Apart from the titular one, it contains two other stories: The Flying Smurf (Le Schtroumpf Volant) and The Smurfnapper (Le Voleur de Schtroumpfs).

==Plots==
===The Purple Smurfs===
In a little mushroom village live the Smurfs, diminutive blue-skinned humanoids. One day, one of them gets bitten by a purple fly (a black fly in the original) that turns his skin purple (jet-black in the original), reduces his vocabulary to the single word "gnap!", and causes him to go angry and berserk. He bounces around and bites other Smurfs on their tail, which turns them into evil Purple Smurfs as well. Soon, almost everyone in the village has become a nasty Purple Smurf, and Papa Smurf, the leader, tries to find a cure and cease the tail-biting epidemic. The cure is found in magnolia pollen, which is gathered in great quantity and loaded in fireplace bellows to be used as impromptu ranged weapons against contaminated Smurfs. The Purple Smurf has to inhale the pollen, which, after a loud and powerful sneeze, causes him to revert to his usual blue-skinned bonhomie. A great battle is fought outside the village, as the purple tail-biting horde closes in, threatening to destroy Smurf civilization for good.

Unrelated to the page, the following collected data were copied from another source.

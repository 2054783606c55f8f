//! Legacy (pre-unified) G1 line shapes.
//!
//! Detailed G1 logs spread one pause over dozens of indented lines; the
//! preprocessor collapses them to the summary form matched here. Pause
//! headers stack parenthesized tags — cause, `(young)`/`(mixed)`,
//! `(initial-mark)`, `(to-space exhausted)` — in varying order across
//! versions, so tags are collected rather than matched positionally.

use crate::event::{ConcurrentEvent, Event, EventKind, Trigger};

use super::scan::{
    find_worker_times, take_mem_triple, take_paren_group, take_secs_duration,
    take_spaced_ms_duration, take_timestamp_prefix,
};
use super::{ClassifyContext, Matcher, make_pause};

pub(super) const MATCHERS: &[Matcher] = &[
    humongous_joined,
    g1_pause,
    g1_full,
    g1_remark,
    g1_cleanup,
    concurrent_phase,
];

struct PauseTags {
    trigger: Trigger,
    mixed: bool,
    initial_mark: bool,
    to_space_exhausted: bool,
}

/// Collect the parenthesized tags after `[GC pause `; returns the rest
/// after the last tag.
fn take_pause_tags(mut rest: &str) -> (PauseTags, &str) {
    let mut tags = PauseTags {
        trigger: Trigger::None,
        mixed: false,
        initial_mark: false,
        to_space_exhausted: false,
    };
    while let Some((inner, after)) = take_paren_group(rest) {
        match inner {
            "young" => {}
            "mixed" => tags.mixed = true,
            "initial-mark" => tags.initial_mark = true,
            "to-space exhausted" | "to-space overflow" => tags.to_space_exhausted = true,
            cause => {
                let trigger = Trigger::from_cause(cause);
                if trigger == Trigger::Unknown && tags.trigger != Trigger::None {
                    // Not a cause and not a known tag: stop consuming.
                    break;
                }
                tags.trigger = trigger;
            }
        }
        rest = after.strip_prefix(' ').unwrap_or(after);
    }
    (tags, rest)
}

/// `1.305: [GC pause (G1 Evacuation Pause) (young) 102M->24M(256M),
/// 0.0254565 secs]`, plus the mixed/initial-mark/to-space variants.
fn g1_pause(line: &str, ctx: &ClassifyContext) -> Option<Event> {
    let (ts, rest) = take_timestamp_prefix(line, ctx.jvm_start)?;
    let rest = rest.strip_prefix("[GC pause ")?;
    let (tags, rest) = take_pause_tags(rest);

    let (regions, rest) = match take_mem_triple(rest) {
        Some((combined, r)) => (Some(combined), r),
        None => (None, rest),
    };
    let rest = rest.strip_prefix(", ")?;
    let (duration_us, rest) = take_secs_duration(rest)?;
    rest.strip_prefix(']')?;

    let kind = if tags.mixed {
        EventKind::G1Mixed
    } else if tags.initial_mark {
        EventKind::G1YoungInitialMark
    } else {
        EventKind::G1Young
    };
    let trigger = if tags.to_space_exhausted {
        Trigger::ToSpaceExhausted
    } else {
        tags.trigger
    };

    let mut pause = make_pause(kind, ts, duration_us, trigger);
    pause.regions.combined = regions;
    pause.worker = find_worker_times(line);
    // Sub-phase carried over from a collapsed detail block.
    if let Some(pos) = line.find("[Other: ") {
        if let Some((us, _)) = take_spaced_ms_duration(&line[pos + "[Other: ".len()..]) {
            pause.phases.other_us = Some(us);
        }
    }
    Some(Event::Pause(pause))
}

/// An ergonomics humongous-allocation notice joined by the preprocessor
/// to the pause it provoked: the composite classifies as one pause with
/// the humongous trigger.
fn humongous_joined(line: &str, ctx: &ClassifyContext) -> Option<Event> {
    let (notice, pause_line) = line.split_once("; ")?;
    if !notice.contains("[G1Ergonomics") || !notice.contains("humongous allocation") {
        return None;
    }
    let mut event = g1_pause(pause_line, ctx).or_else(|| g1_full(pause_line, ctx))?;
    if let Event::Pause(pause) = &mut event {
        pause.trigger = Trigger::HumongousAllocation;
    }
    Some(event)
}

/// `5.566: [Full GC (System.gc()) 24M->4M(64M), 0.0354234 secs]`
fn g1_full(line: &str, ctx: &ClassifyContext) -> Option<Event> {
    let (ts, rest) = take_timestamp_prefix(line, ctx.jvm_start)?;
    let rest = rest.strip_prefix("[Full GC")?;
    let rest = rest.strip_prefix(' ').unwrap_or(rest);
    let (trigger, rest) = match take_paren_group(rest) {
        Some((inner, after)) => (
            Trigger::from_cause(inner),
            after.strip_prefix(' ').unwrap_or(after),
        ),
        None => (Trigger::None, rest),
    };
    let (combined, rest) = take_mem_triple(rest)?;
    let rest = rest.strip_prefix(", ")?;
    let (duration_us, rest) = take_secs_duration(rest)?;
    rest.strip_prefix(']')?;

    let mut pause = make_pause(EventKind::G1Full, ts, duration_us, trigger);
    pause.regions.combined = Some(combined);
    pause.worker = find_worker_times(line);
    Some(Event::Pause(pause))
}

/// `1.409: [GC remark 1.409: [Finalize Marking, 0.0007422 secs] ...,
/// 0.0067364 secs]` — inner breakdown varies, the trailing duration is
/// the pause.
fn g1_remark(line: &str, ctx: &ClassifyContext) -> Option<Event> {
    let (ts, rest) = take_timestamp_prefix(line, ctx.jvm_start)?;
    rest.strip_prefix("[GC remark")?;
    let duration_us = super::scan::last_secs_duration(line)?;
    let mut pause = make_pause(EventKind::G1Remark, ts, duration_us, Trigger::None);
    pause.worker = find_worker_times(line);
    Some(Event::Pause(pause))
}

/// `1.416: [GC cleanup 18M->17M(64M), 0.0012165 secs]`
fn g1_cleanup(line: &str, ctx: &ClassifyContext) -> Option<Event> {
    let (ts, rest) = take_timestamp_prefix(line, ctx.jvm_start)?;
    let rest = rest.strip_prefix("[GC cleanup ")?;
    let (combined, rest) = take_mem_triple(rest)?;
    let rest = rest.strip_prefix(", ")?;
    let (duration_us, rest) = take_secs_duration(rest)?;
    rest.strip_prefix(']')?;

    let mut pause = make_pause(EventKind::G1Cleanup, ts, duration_us, Trigger::None);
    pause.regions.combined = Some(combined);
    pause.worker = find_worker_times(line);
    Some(Event::Pause(pause))
}

const PHASES: &[(&str, EventKind, Option<EventKind>)] = &[
    ("root-region-scan", EventKind::G1ConcurrentRootRegionScanStart, Some(EventKind::G1ConcurrentRootRegionScanEnd)),
    ("mark-abort", EventKind::G1ConcurrentMarkAbort, None),
    ("mark", EventKind::G1ConcurrentMarkStart, Some(EventKind::G1ConcurrentMarkEnd)),
    ("cleanup", EventKind::G1ConcurrentCleanupStart, Some(EventKind::G1ConcurrentCleanupEnd)),
    ("string-deduplication", EventKind::G1ConcurrentStringDeduplication, Some(EventKind::G1ConcurrentStringDeduplication)),
];

/// `1.408: [GC concurrent-mark-start]` / `1.409: [GC concurrent-mark-end,
/// 0.0005221 secs]`
fn concurrent_phase(line: &str, ctx: &ClassifyContext) -> Option<Event> {
    let (ts, rest) = take_timestamp_prefix(line, ctx.jvm_start)?;
    let rest = rest.strip_prefix("[GC concurrent-")?;
    for &(phase, start_kind, end_kind) in PHASES {
        let Some(after) = rest.strip_prefix(phase) else {
            continue;
        };
        if after.starts_with("-start]") || after.starts_with(']') {
            return Some(Event::Concurrent(ConcurrentEvent {
                kind: start_kind,
                timestamp_ms: ts,
                duration_us: None,
                gc_id: None,
            }));
        }
        if let Some(after) = after.strip_prefix("-end, ") {
            let (us, _) = take_secs_duration(after)?;
            return Some(Event::Concurrent(ConcurrentEvent {
                kind: end_kind?,
                timestamp_ms: ts,
                duration_us: Some(us),
                gc_id: None,
            }));
        }
        if after.starts_with("-end]") {
            return Some(Event::Concurrent(ConcurrentEvent {
                kind: end_kind?,
                timestamp_ms: ts,
                duration_us: None,
                gc_id: None,
            }));
        }
        return None;
    }
    None
}

#[cfg(test)]
mod tests {
    use super::*;
    use crate::event::{Generation, MemoryAmount, Unit};

    fn ctx() -> ClassifyContext {
        ClassifyContext::default()
    }

    #[test]
    fn test_g1_young_simple() {
        let line = "1.305: [GC pause (G1 Evacuation Pause) (young) 102M->24M(256M), 0.0254565 secs]";
        let Event::Pause(p) = g1_pause(line, &ctx()).unwrap() else {
            panic!()
        };
        assert_eq!(p.kind, EventKind::G1Young);
        assert_eq!(p.trigger, Trigger::G1EvacuationPause);
        assert_eq!(p.duration_ms(), 25);
        let combined = p.regions.get(Generation::Combined).unwrap();
        assert_eq!(combined.capacity, MemoryAmount::new(256, Unit::Megabytes));
    }

    #[test]
    fn test_g1_mixed_and_initial_mark() {
        let mixed = "7.1: [GC pause (G1 Evacuation Pause) (mixed) 120M->80M(256M), 0.0354565 secs]";
        assert_eq!(g1_pause(mixed, &ctx()).unwrap().kind(), EventKind::G1Mixed);

        let im = "2.5: [GC pause (G1 Humongous Allocation) (young) (initial-mark) 90M->60M(256M), 0.02 secs]";
        let event = g1_pause(im, &ctx()).unwrap();
        assert_eq!(event.kind(), EventKind::G1YoungInitialMark);
        assert_eq!(event.trigger(), Trigger::HumongousAllocation);
    }

    #[test]
    fn test_g1_to_space_exhausted_wins() {
        let line = "9.8: [GC pause (G1 Evacuation Pause) (young) (to-space exhausted), 0.1354565 secs]";
        let event = g1_pause(line, &ctx()).unwrap();
        assert_eq!(event.trigger(), Trigger::ToSpaceExhausted);
    }

    #[test]
    fn test_g1_full_and_cleanup() {
        let full = "5.566: [Full GC (System.gc()) 24M->4M(64M), 0.0354234 secs]";
        let event = g1_full(full, &ctx()).unwrap();
        assert_eq!(event.kind(), EventKind::G1Full);
        assert_eq!(event.trigger(), Trigger::SystemGc);

        let cleanup = "1.416: [GC cleanup 18M->17M(64M), 0.0012165 secs]";
        assert_eq!(g1_cleanup(cleanup, &ctx()).unwrap().kind(), EventKind::G1Cleanup);
    }

    #[test]
    fn test_g1_concurrent_phases() {
        let s = concurrent_phase("1.408: [GC concurrent-mark-start]", &ctx()).unwrap();
        assert_eq!(s.kind(), EventKind::G1ConcurrentMarkStart);

        let e = concurrent_phase("1.409: [GC concurrent-root-region-scan-end, 0.0005221 secs]", &ctx()).unwrap();
        assert_eq!(e.kind(), EventKind::G1ConcurrentRootRegionScanEnd);
        assert_eq!(e.duration_us(), Some(522));

        let a = concurrent_phase("2.0: [GC concurrent-mark-abort]", &ctx()).unwrap();
        assert_eq!(a.kind(), EventKind::G1ConcurrentMarkAbort);
    }

    #[test]
    fn test_humongous_joined_line() {
        let line = "4.561: [G1Ergonomics (Concurrency Cycles) request concurrent cycle initiation, reason: occupancy higher than threshold, source: concurrent humongous allocation]; 4.562: [GC pause (G1 Humongous Allocation) (young) (initial-mark) 1801M->1607M(3072M), 0.0301813 secs]";
        let event = humongous_joined(line, &ctx()).unwrap();
        assert_eq!(event.kind(), EventKind::G1YoungInitialMark);
        assert_eq!(event.trigger(), Trigger::HumongousAllocation);
        assert_eq!(event.timestamp_ms(), 4562);
    }
}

The first Purple Smurf to have been transformed, meanwhile, recovers some semblance of ingenuity and paints himself blue to avoid being sprayed by the pollen-powered antidote. This allows him to ambush several normal Smurfs and reverse the outcome of the clash. In the end, only Papa Smurf still stands. He rushes to the lab to reload his bellows but is bitten while doing so. As he turns, he lets the large pollen jar fall into the fire, which causes the whole lab to explode. The resulting pollen cloud descends on the raving Purple Smurfs, reverting them to normality once and for all.

This is the only Smurfs comic books where a Smurf is seen without a hat. Papa Smurf has his blown away by the final explosion, revealing a bald head. In a later adventure, "The Egg and the Smurfs", it is revealed that Grouchy Smurf's moody and unsociable personality is because of the lasting effects of the fly that bit him.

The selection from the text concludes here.